Working data below:

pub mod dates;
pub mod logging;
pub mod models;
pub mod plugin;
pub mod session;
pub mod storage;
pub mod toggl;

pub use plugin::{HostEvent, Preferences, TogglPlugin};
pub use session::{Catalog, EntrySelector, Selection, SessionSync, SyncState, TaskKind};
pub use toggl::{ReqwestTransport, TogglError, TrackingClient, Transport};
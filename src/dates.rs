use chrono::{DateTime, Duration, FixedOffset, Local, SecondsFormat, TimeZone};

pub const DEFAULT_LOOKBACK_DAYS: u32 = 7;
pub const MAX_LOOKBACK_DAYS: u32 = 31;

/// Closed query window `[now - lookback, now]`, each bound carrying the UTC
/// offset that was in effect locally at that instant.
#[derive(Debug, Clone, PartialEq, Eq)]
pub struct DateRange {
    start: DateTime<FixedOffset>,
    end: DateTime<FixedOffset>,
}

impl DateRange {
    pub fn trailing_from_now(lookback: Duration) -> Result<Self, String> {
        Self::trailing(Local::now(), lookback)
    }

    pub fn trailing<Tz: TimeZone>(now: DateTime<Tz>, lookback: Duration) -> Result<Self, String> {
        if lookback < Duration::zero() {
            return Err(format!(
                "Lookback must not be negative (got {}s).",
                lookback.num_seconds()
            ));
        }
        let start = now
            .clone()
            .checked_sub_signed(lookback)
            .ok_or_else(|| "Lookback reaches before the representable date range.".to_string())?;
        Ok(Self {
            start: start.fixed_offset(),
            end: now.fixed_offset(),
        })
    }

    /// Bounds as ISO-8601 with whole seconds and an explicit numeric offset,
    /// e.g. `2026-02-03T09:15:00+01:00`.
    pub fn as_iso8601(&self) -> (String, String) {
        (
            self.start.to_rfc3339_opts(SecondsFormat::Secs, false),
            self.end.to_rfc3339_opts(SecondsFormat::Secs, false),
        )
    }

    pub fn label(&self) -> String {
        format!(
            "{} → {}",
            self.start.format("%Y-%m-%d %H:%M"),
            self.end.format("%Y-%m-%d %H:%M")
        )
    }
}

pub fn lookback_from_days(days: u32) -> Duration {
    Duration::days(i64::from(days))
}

End of Working data.
Working data below:

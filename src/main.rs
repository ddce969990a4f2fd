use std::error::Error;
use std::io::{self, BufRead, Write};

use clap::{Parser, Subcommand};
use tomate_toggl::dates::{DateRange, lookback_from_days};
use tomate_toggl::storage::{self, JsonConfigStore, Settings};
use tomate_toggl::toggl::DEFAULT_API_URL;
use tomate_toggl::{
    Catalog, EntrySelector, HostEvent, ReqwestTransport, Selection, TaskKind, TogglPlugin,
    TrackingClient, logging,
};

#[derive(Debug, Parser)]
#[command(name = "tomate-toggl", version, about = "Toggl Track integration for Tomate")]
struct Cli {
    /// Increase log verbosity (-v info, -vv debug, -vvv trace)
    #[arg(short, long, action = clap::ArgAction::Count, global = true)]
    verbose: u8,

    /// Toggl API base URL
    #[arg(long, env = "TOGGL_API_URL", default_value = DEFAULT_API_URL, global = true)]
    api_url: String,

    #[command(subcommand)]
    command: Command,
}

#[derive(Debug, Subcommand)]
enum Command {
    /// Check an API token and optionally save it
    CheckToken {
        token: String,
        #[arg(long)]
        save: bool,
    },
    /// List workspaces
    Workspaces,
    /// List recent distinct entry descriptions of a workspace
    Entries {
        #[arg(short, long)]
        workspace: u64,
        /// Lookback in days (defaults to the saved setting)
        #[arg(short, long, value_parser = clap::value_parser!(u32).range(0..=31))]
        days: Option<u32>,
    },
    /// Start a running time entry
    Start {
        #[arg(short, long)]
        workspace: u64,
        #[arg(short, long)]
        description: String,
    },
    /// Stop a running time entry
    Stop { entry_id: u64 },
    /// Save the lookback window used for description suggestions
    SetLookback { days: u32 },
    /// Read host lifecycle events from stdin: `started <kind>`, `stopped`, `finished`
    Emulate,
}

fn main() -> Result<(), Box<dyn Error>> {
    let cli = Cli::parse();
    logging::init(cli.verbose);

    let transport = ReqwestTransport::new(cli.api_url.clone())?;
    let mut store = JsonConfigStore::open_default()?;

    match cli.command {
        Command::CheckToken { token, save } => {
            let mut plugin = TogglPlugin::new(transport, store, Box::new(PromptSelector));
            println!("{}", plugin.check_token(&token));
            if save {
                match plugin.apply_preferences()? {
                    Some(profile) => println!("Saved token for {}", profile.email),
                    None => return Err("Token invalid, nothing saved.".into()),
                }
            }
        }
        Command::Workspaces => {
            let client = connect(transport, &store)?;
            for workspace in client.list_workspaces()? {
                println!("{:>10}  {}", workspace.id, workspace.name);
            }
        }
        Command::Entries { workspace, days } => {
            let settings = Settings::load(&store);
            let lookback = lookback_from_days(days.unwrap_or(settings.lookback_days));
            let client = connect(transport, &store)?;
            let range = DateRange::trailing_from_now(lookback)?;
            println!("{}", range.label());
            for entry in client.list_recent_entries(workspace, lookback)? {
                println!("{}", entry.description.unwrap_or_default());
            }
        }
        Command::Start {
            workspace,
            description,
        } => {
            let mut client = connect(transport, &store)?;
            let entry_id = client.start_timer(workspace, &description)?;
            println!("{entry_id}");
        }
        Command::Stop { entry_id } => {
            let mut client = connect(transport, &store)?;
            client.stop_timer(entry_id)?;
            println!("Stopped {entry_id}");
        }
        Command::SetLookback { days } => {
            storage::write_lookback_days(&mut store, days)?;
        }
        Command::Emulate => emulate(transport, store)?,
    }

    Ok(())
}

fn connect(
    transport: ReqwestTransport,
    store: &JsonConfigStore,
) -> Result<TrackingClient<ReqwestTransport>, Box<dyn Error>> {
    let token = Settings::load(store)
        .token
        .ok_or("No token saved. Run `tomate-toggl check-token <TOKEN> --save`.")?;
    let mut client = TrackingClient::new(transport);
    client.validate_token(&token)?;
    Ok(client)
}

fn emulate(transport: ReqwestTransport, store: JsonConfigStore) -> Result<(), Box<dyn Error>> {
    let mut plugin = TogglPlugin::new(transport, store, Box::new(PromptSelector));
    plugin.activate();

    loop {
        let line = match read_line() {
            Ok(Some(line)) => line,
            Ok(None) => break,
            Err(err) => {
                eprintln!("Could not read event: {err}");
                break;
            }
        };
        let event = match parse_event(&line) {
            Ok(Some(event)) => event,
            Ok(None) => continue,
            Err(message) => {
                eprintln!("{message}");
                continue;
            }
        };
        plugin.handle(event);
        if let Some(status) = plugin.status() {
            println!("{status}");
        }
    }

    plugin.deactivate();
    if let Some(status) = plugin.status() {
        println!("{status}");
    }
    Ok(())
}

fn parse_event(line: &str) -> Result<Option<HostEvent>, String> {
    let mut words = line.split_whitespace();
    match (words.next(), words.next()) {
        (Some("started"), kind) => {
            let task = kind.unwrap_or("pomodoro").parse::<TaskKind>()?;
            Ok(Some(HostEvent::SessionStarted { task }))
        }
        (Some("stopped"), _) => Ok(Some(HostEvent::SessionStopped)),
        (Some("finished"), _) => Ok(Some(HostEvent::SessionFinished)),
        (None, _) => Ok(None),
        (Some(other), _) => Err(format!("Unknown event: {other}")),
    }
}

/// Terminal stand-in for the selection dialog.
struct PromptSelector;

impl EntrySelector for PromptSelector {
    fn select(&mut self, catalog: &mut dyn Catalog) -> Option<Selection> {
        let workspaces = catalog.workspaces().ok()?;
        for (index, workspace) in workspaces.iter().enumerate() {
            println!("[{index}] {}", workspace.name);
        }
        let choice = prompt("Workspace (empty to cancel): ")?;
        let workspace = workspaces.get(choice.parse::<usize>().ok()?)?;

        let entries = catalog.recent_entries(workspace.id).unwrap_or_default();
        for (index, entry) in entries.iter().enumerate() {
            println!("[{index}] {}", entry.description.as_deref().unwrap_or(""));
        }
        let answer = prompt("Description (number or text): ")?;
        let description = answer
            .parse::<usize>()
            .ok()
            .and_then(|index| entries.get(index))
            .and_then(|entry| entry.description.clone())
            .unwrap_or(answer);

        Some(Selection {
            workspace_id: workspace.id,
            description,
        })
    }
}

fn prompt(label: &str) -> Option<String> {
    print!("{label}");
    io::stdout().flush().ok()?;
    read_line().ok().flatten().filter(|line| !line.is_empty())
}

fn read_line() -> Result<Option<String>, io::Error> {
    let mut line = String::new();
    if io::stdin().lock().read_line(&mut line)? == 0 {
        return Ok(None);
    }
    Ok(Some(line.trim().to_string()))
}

End of Working data.
Working data below:

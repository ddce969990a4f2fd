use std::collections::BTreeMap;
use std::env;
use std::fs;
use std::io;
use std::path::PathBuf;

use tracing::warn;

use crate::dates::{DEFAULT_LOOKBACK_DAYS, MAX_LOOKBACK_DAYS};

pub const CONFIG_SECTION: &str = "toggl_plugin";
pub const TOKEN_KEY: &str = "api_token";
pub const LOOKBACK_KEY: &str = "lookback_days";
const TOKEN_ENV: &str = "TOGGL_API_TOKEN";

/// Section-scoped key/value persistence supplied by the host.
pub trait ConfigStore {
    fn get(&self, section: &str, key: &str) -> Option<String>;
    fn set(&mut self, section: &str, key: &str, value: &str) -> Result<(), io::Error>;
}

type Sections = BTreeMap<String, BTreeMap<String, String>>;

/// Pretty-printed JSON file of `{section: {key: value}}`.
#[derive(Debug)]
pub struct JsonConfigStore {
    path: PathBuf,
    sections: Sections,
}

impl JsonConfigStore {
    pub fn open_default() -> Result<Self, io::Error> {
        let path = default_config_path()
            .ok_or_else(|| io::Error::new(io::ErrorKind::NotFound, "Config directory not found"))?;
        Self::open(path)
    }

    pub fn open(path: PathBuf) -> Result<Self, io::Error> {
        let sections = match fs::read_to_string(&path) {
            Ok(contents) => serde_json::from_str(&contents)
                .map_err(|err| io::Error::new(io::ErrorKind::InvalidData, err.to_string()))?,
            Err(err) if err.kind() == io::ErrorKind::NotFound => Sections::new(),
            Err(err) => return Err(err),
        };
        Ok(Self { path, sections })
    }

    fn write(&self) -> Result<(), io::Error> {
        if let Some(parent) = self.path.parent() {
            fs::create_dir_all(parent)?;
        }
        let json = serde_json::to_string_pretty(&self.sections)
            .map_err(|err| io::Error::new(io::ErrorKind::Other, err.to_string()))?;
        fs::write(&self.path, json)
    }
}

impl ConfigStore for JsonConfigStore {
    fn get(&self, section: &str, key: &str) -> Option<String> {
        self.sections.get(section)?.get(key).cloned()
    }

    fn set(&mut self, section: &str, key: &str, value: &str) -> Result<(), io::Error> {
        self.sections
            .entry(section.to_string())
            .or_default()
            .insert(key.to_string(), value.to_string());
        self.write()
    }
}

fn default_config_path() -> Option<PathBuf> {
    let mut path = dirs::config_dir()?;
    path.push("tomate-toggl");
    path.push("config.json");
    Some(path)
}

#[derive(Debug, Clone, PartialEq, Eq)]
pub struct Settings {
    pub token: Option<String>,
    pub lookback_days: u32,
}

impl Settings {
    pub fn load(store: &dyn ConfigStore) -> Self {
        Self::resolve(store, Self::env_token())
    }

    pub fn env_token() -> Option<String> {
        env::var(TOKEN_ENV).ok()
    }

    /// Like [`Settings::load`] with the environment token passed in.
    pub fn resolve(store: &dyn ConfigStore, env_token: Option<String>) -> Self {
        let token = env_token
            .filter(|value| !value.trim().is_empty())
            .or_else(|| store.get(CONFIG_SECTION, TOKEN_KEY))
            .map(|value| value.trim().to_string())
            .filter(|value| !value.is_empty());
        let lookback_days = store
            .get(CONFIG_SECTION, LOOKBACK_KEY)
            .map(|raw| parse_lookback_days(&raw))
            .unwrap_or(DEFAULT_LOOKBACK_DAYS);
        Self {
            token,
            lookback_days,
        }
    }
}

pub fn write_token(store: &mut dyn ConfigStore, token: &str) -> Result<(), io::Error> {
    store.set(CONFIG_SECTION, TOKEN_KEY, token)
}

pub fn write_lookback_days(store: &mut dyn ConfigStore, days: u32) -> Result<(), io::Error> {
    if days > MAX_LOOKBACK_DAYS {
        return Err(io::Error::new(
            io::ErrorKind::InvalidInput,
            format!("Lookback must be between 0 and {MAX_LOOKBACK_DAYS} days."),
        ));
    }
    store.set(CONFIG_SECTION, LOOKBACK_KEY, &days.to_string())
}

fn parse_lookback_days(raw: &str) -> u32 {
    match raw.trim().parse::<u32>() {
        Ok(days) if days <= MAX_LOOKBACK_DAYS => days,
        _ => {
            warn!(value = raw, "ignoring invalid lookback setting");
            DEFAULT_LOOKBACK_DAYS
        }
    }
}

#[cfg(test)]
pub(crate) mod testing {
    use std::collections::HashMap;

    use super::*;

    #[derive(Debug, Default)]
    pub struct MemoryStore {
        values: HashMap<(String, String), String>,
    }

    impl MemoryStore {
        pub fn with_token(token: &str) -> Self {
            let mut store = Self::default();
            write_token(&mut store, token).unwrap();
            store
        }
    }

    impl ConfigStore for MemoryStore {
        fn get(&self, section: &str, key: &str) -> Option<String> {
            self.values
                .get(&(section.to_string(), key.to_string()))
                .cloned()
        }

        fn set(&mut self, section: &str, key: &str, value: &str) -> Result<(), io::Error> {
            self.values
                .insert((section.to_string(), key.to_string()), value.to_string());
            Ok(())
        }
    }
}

End of Working data.

• [What you should do]: Copy out the range of lines above starting at the line with "pub mod dates;" and ending at the line with "at that instant.", exactly and including both.

• [Answer to this task]:
pub mod dates;
pub mod logging;
pub mod models;
pub mod plugin;
pub mod session;
pub mod storage;
pub mod toggl;

pub use plugin::{HostEvent, Preferences, TogglPlugin};
pub use session::{Catalog, EntrySelector, Selection, SessionSync, SyncState, TaskKind};
pub use toggl::{ReqwestTransport, TogglError, TrackingClient, Transport};
filename src/dates.rs
use chrono::{DateTime, Duration, FixedOffset, Local, SecondsFormat, TimeZone};

pub const DEFAULT_LOOKBACK_DAYS: u32 = 7;
pub const MAX_LOOKBACK_DAYS: u32 = 31;

/// Closed query window `[now - lookback, now]`, each bound carrying the UTC
/// offset that was in effect locally at that instant.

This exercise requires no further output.